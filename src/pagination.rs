//! Offset pagination over a collection's item listing.
//!
//! The loop trusts nothing the server reports: `total` may never be reached,
//! and `count` may be zero. The page budget is the only thing guaranteeing
//! termination, and exhausting it ends the walk quietly rather than failing.

use crate::items::{ItemPage, RawItem};
use crate::{Result, WebflowApi};

/// Items requested per page.
pub const PAGE_LIMIT: usize = 100;

/// Page budget used by [`WebflowApi::get_item`].
pub const ITEM_LOOKUP_MAX_PAGES: usize = 10;

/// A caller-supplied handler for one page of raw items.
pub type PageHandler<'a> = dyn FnMut(Vec<RawItem>) -> Result<()> + Send + 'a;

/// Feeds every page of `collection_id` to `on_page`.
///
/// At most `max_pages + 1` pages are fetched. A handler error stops the walk
/// and is returned unchanged.
pub(crate) async fn for_each_page<A>(
    api: &A,
    collection_id: &str,
    max_pages: usize,
    on_page: &mut PageHandler<'_>,
) -> Result<()>
where
    A: WebflowApi + ?Sized,
{
    let mut offset = 0;
    let mut pages_left = max_pages;

    loop {
        let ItemPage {
            items,
            count,
            offset: page_offset,
            total,
            ..
        } = api
            .fetch_item_page(collection_id, offset, PAGE_LIMIT)
            .await?;

        tracing::debug!(
            collection_id = collection_id,
            offset = page_offset,
            count = count,
            total = total,
            "Fetched item page"
        );

        on_page(items)?;

        offset = page_offset.saturating_add(count);
        if offset >= total {
            return Ok(());
        }

        if pages_left == 0 {
            tracing::warn!(
                collection_id = collection_id,
                max_pages = max_pages,
                offset = offset,
                total = total,
                "Page limit reached before the listing was exhausted"
            );
            return Ok(());
        }
        pages_left -= 1;
    }
}
//! Retry strategies and predicates for transient failures.
//!
//! Webflow rate limits aggressively, so the client retries 429 responses as
//! well as connection failures and 5xx responses. The strategy decides how
//! long to wait and how many times to try; the predicate decides which
//! failures are worth another attempt.

use crate::Error;
use http::StatusCode;
use rand::Rng;
use std::time::Duration;

/// Defines how long to wait between attempts and when to give up.
///
/// Every strategy carries an explicit cap, so a request is never retried
/// indefinitely.
///
/// # Examples
///
/// ```
/// use webflow::RetryStrategy;
/// use std::time::Duration;
///
/// // Exponential backoff: 100ms, 200ms, 400ms, 800ms...
/// let exponential = RetryStrategy::ExponentialBackoff {
///     initial_delay: Duration::from_millis(100),
///     max_delay: Duration::from_secs(30),
///     max_retries: 5,
///     jitter: true,
/// };
///
/// // Near-zero backoff, handy in tests.
/// let fast = RetryStrategy::Custom {
///     delay_fn: |_attempt| Duration::from_millis(1),
///     max_retries: 3,
/// };
/// assert_eq!(fast.max_retries(), 3);
/// ```
#[derive(Debug, Clone)]
pub enum RetryStrategy {
    /// Do not retry failed requests.
    None,

    /// Retry with exponentially increasing delays.
    ///
    /// Each retry waits for `initial_delay * 2^(attempt - 1)` (capped at `max_delay`).
    ExponentialBackoff {
        /// The delay before the first retry.
        initial_delay: Duration,
        /// The maximum delay between retries.
        max_delay: Duration,
        /// The maximum number of retries after the first attempt.
        max_retries: usize,
        /// Whether to scale each delay by a random factor in `[0.5, 1.0]`.
        jitter: bool,
    },

    /// Retry with a fixed delay between attempts.
    Linear {
        /// The delay between attempts.
        delay: Duration,
        /// The maximum number of retries after the first attempt.
        max_retries: usize,
    },

    /// Caller-supplied backoff function.
    Custom {
        /// Takes the retry number (1 = first retry) and returns the delay
        /// before it.
        delay_fn: fn(attempt: usize) -> Duration,
        /// The maximum number of retries after the first attempt.
        max_retries: usize,
    },
}

/// Retries allowed by the default strategy (10 attempts in total).
pub const DEFAULT_MAX_RETRIES: usize = 9;

impl Default for RetryStrategy {
    fn default() -> Self {
        RetryStrategy::ExponentialBackoff {
            initial_delay: Duration::from_secs(1),
            max_delay: Duration::from_secs(30),
            max_retries: DEFAULT_MAX_RETRIES,
            jitter: true,
        }
    }
}

impl RetryStrategy {
    /// Returns the delay before the given retry, or `None` if retries are exhausted.
    ///
    /// `attempt` is 1-indexed: 1 is the first retry.
    pub fn delay_for_attempt(&self, attempt: usize) -> Option<Duration> {
        if attempt > self.max_retries() {
            return None;
        }

        match self {
            RetryStrategy::None => None,
            RetryStrategy::ExponentialBackoff {
                initial_delay,
                max_delay,
                jitter,
                ..
            } => {
                let multiplier = 2u64.saturating_pow(attempt.saturating_sub(1) as u32);
                let base_delay =
                    initial_delay.saturating_mul(multiplier.try_into().unwrap_or(u32::MAX));
                let delay = base_delay.min(*max_delay);

                if *jitter {
                    let jitter_factor = rand::thread_rng().gen_range(0.5..=1.0);
                    Some(delay.mul_f64(jitter_factor))
                } else {
                    Some(delay)
                }
            }
            RetryStrategy::Linear { delay, .. } => Some(*delay),
            RetryStrategy::Custom { delay_fn, .. } => Some(delay_fn(attempt)),
        }
    }

    /// Returns the maximum number of retries after the first attempt.
    pub fn max_retries(&self) -> usize {
        match self {
            RetryStrategy::None => 0,
            RetryStrategy::ExponentialBackoff { max_retries, .. }
            | RetryStrategy::Linear { max_retries, .. }
            | RetryStrategy::Custom { max_retries, .. } => *max_retries,
        }
    }
}

/// Decides whether a failed request should be tried again.
///
/// # Examples
///
/// ```
/// use webflow::{Error, RetryPredicate};
///
/// struct OnlyFirstRetry;
///
/// impl RetryPredicate for OnlyFirstRetry {
///     fn should_retry(&self, error: &Error, attempt: usize) -> bool {
///         attempt == 1 && error.is_retryable()
///     }
/// }
/// ```
pub trait RetryPredicate: Send + Sync {
    /// Returns `true` if the request should be retried.
    ///
    /// `attempt` is the number of the attempt that just failed (1-indexed).
    fn should_retry(&self, error: &Error, attempt: usize) -> bool;
}

/// Retry everything [`Error::is_retryable`] accepts. This is the default.
#[derive(Debug, Clone, Copy)]
pub struct RetryOnRetryable;

impl RetryPredicate for RetryOnRetryable {
    fn should_retry(&self, error: &Error, _attempt: usize) -> bool {
        error.is_retryable()
    }
}

/// Retry only on 5xx server errors.
#[derive(Debug, Clone, Copy)]
pub struct RetryOn5xx;

impl RetryPredicate for RetryOn5xx {
    fn should_retry(&self, error: &Error, _attempt: usize) -> bool {
        error.status().is_some_and(|s| s.is_server_error())
    }
}

/// Retry only on HTTP 429 Too Many Requests.
#[derive(Debug, Clone, Copy)]
pub struct RetryOnRateLimit;

impl RetryPredicate for RetryOnRateLimit {
    fn should_retry(&self, error: &Error, _attempt: usize) -> bool {
        error.status() == Some(StatusCode::TOO_MANY_REQUESTS)
    }
}

/// Retry only on timeout errors.
#[derive(Debug, Clone, Copy)]
pub struct RetryOnTimeout;

impl RetryPredicate for RetryOnTimeout {
    fn should_retry(&self, error: &Error, _attempt: usize) -> bool {
        matches!(error, Error::Timeout)
    }
}

/// Retry only on network/connection errors.
#[derive(Debug, Clone, Copy)]
pub struct RetryOnConnectionError;

impl RetryPredicate for RetryOnConnectionError {
    fn should_retry(&self, error: &Error, _attempt: usize) -> bool {
        matches!(error, Error::Network(_))
    }
}

/// Retries if ANY of the wrapped predicates would.
///
/// # Examples
///
/// ```
/// use webflow::retry::{OrPredicate, RetryOnRateLimit, RetryOnTimeout};
///
/// let predicate = OrPredicate::new(vec![
///     Box::new(RetryOnRateLimit),
///     Box::new(RetryOnTimeout),
/// ]);
/// ```
pub struct OrPredicate {
    predicates: Vec<Box<dyn RetryPredicate>>,
}

impl OrPredicate {
    /// Creates a new `OrPredicate` from a list of predicates.
    pub fn new(predicates: Vec<Box<dyn RetryPredicate>>) -> Self {
        Self { predicates }
    }
}

impl RetryPredicate for OrPredicate {
    fn should_retry(&self, error: &Error, attempt: usize) -> bool {
        self.predicates
            .iter()
            .any(|p| p.should_retry(error, attempt))
    }
}

#[cfg(test)]
mod tests {
    use super::*;
    use crate::ErrorResponse;

    fn api_error(status: StatusCode) -> Error {
        Error::Api {
            status,
            message: String::new(),
            response: ErrorResponse::default(),
            rate_limit_info: None,
        }
    }

    #[test]
    fn test_exponential_backoff_delays() {
        let strategy = RetryStrategy::ExponentialBackoff {
            initial_delay: Duration::from_millis(100),
            max_delay: Duration::from_secs(10),
            max_retries: 5,
            jitter: false,
        };

        assert_eq!(
            strategy.delay_for_attempt(1),
            Some(Duration::from_millis(100))
        );
        assert_eq!(
            strategy.delay_for_attempt(2),
            Some(Duration::from_millis(200))
        );
        assert_eq!(
            strategy.delay_for_attempt(3),
            Some(Duration::from_millis(400))
        );
        assert_eq!(
            strategy.delay_for_attempt(5),
            Some(Duration::from_millis(1600))
        );
        assert_eq!(strategy.delay_for_attempt(6), None);
    }

    #[test]
    fn test_exponential_backoff_is_capped() {
        let strategy = RetryStrategy::ExponentialBackoff {
            initial_delay: Duration::from_secs(1),
            max_delay: Duration::from_secs(5),
            max_retries: 10,
            jitter: false,
        };

        assert_eq!(strategy.delay_for_attempt(8), Some(Duration::from_secs(5)));
    }

    #[test]
    fn test_jitter_stays_within_bounds() {
        let strategy = RetryStrategy::ExponentialBackoff {
            initial_delay: Duration::from_millis(100),
            max_delay: Duration::from_secs(10),
            max_retries: 3,
            jitter: true,
        };

        for _ in 0..20 {
            let delay = strategy.delay_for_attempt(2).unwrap();
            assert!(delay >= Duration::from_millis(100) && delay <= Duration::from_millis(200));
        }
    }

    #[test]
    fn test_linear_delays() {
        let strategy = RetryStrategy::Linear {
            delay: Duration::from_secs(1),
            max_retries: 3,
        };

        assert_eq!(strategy.delay_for_attempt(1), Some(Duration::from_secs(1)));
        assert_eq!(strategy.delay_for_attempt(3), Some(Duration::from_secs(1)));
        assert_eq!(strategy.delay_for_attempt(4), None);
    }

    #[test]
    fn test_custom_backoff_respects_cap() {
        let strategy = RetryStrategy::Custom {
            delay_fn: |attempt| Duration::from_millis(attempt as u64),
            max_retries: 2,
        };

        assert_eq!(strategy.delay_for_attempt(1), Some(Duration::from_millis(1)));
        assert_eq!(strategy.delay_for_attempt(2), Some(Duration::from_millis(2)));
        assert_eq!(strategy.delay_for_attempt(3), None);
    }

    #[test]
    fn test_no_retry() {
        let strategy = RetryStrategy::None;
        assert_eq!(strategy.delay_for_attempt(1), None);
        assert_eq!(strategy.max_retries(), 0);
    }

    #[test]
    fn test_default_strategy_allows_ten_attempts() {
        let strategy = RetryStrategy::default();
        assert_eq!(strategy.max_retries(), 9);
        assert!(strategy.delay_for_attempt(9).is_some());
        assert!(strategy.delay_for_attempt(10).is_none());
    }

    #[test]
    fn test_predicates() {
        let rate_limited = api_error(StatusCode::TOO_MANY_REQUESTS);
        let unavailable = api_error(StatusCode::SERVICE_UNAVAILABLE);
        let not_found = api_error(StatusCode::NOT_FOUND);

        assert!(RetryOnRateLimit.should_retry(&rate_limited, 1));
        assert!(!RetryOnRateLimit.should_retry(&unavailable, 1));
        assert!(RetryOn5xx.should_retry(&unavailable, 1));
        assert!(!RetryOn5xx.should_retry(&rate_limited, 1));
        assert!(RetryOnRetryable.should_retry(&rate_limited, 1));
        assert!(!RetryOnRetryable.should_retry(&not_found, 1));
        assert!(RetryOnTimeout.should_retry(&Error::Timeout, 1));
        assert!(!RetryOnConnectionError.should_retry(&Error::Timeout, 1));

        let either = OrPredicate::new(vec![Box::new(RetryOn5xx), Box::new(RetryOnTimeout)]);
        assert!(either.should_retry(&unavailable, 1));
        assert!(either.should_retry(&Error::Timeout, 1));
        assert!(!either.should_retry(&not_found, 1));
    }
}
•••••
WHAT YOU SHOULD DO. Where in the records does the word "budget" appear? Copy each line that holds it.

TASK RESPONSE.
//! and `count` may be zero. The page budget is the only thing guaranteeing
/// Page budget used by [`WebflowApi::get_item`].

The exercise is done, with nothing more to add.